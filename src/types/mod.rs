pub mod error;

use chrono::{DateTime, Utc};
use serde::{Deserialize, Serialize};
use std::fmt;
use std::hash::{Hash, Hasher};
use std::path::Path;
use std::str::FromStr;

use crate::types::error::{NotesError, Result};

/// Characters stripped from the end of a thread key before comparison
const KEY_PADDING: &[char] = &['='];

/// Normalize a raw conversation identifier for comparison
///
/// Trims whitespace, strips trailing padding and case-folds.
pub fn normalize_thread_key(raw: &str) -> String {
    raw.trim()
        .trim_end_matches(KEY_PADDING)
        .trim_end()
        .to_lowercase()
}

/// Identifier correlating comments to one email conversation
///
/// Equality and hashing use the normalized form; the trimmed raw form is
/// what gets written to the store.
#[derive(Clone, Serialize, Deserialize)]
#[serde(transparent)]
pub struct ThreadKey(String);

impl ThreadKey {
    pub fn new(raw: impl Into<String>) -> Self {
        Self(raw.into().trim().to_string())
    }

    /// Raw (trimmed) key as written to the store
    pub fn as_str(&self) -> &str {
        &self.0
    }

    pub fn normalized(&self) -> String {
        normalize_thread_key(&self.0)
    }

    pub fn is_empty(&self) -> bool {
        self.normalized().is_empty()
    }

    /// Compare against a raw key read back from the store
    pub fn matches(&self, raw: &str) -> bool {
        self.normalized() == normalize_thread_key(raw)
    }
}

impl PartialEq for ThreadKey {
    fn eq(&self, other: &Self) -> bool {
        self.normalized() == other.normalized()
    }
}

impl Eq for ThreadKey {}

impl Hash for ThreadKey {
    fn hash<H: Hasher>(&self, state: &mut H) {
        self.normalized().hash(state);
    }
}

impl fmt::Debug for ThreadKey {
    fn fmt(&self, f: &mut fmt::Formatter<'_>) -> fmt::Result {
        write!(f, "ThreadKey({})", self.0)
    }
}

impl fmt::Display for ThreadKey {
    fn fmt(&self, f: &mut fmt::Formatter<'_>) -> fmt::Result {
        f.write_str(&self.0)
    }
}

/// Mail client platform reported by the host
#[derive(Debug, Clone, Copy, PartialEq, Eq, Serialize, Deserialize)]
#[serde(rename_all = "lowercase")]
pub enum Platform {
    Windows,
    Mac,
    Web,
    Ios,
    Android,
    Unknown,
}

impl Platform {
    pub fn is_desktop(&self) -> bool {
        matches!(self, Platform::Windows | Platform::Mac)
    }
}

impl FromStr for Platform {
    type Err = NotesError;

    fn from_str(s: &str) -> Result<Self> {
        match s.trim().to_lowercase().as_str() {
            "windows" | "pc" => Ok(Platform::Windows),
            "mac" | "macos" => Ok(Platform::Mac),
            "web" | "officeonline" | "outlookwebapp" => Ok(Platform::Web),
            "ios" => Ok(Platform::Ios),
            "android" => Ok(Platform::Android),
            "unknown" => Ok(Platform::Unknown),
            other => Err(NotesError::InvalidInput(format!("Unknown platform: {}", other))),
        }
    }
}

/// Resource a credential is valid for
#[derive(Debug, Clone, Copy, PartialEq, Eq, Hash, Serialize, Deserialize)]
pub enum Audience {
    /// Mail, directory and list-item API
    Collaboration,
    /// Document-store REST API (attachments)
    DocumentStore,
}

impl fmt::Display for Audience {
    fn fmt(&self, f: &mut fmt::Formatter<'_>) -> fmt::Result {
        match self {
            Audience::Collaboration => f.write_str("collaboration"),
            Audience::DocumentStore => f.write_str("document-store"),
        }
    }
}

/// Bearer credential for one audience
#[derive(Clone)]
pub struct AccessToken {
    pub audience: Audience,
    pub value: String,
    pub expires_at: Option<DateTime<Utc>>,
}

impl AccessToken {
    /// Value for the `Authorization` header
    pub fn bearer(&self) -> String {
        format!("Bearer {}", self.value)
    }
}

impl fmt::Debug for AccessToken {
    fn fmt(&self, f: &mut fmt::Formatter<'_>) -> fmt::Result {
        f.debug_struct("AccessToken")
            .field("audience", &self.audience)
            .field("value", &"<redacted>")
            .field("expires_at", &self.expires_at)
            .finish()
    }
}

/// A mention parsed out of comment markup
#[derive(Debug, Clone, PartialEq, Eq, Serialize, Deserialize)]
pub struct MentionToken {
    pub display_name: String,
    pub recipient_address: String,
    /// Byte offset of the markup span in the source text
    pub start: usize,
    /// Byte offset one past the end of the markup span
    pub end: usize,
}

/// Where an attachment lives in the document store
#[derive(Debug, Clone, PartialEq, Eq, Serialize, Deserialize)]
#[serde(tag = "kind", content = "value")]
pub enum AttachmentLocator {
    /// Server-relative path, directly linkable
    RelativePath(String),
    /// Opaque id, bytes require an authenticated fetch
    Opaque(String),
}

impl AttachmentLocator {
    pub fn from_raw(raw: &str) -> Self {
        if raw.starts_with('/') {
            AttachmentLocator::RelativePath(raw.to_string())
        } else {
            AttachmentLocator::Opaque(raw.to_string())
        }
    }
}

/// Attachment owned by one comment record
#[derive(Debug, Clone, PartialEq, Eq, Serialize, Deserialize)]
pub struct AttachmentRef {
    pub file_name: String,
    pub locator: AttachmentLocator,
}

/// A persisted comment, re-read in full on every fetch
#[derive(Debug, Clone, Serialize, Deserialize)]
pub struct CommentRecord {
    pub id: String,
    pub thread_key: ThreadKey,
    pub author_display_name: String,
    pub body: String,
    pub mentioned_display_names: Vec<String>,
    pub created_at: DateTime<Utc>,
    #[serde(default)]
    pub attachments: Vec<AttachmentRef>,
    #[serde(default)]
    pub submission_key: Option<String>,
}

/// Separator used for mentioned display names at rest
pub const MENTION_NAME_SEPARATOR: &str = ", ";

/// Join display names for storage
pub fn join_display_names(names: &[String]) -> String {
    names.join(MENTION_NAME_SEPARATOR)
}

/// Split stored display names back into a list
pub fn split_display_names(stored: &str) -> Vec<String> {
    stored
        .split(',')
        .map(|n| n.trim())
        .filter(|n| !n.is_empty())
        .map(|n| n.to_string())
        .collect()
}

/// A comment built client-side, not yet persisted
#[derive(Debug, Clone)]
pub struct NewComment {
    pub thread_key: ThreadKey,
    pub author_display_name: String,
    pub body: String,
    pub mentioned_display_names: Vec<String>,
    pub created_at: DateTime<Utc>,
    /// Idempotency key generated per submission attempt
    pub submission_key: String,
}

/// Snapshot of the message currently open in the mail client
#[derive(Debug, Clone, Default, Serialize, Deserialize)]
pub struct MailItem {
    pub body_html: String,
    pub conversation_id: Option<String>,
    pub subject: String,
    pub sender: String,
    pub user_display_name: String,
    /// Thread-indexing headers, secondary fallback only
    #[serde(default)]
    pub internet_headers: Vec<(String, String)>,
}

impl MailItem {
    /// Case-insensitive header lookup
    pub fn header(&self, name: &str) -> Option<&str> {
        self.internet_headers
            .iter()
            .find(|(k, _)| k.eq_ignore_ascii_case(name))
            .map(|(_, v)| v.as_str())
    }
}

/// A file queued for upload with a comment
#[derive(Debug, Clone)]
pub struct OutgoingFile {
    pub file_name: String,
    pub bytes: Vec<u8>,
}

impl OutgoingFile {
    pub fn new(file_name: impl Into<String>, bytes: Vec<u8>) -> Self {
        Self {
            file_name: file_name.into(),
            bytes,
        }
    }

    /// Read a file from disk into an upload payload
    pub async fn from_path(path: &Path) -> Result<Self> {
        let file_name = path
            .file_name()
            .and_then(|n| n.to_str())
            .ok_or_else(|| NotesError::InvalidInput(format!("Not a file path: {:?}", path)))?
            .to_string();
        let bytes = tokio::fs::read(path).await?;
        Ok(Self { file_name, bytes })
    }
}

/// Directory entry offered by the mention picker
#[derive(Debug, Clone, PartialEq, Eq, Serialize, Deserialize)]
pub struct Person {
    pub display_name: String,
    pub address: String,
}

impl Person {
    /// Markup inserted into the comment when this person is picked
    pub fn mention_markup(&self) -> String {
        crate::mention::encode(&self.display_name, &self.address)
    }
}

....

» **Required work**: Which lines of the records above contain the word "Collaboration"? Report each one.

» **Solution**:
    Collaboration,
            Audience::Collaboration => f.write_str("collaboration"),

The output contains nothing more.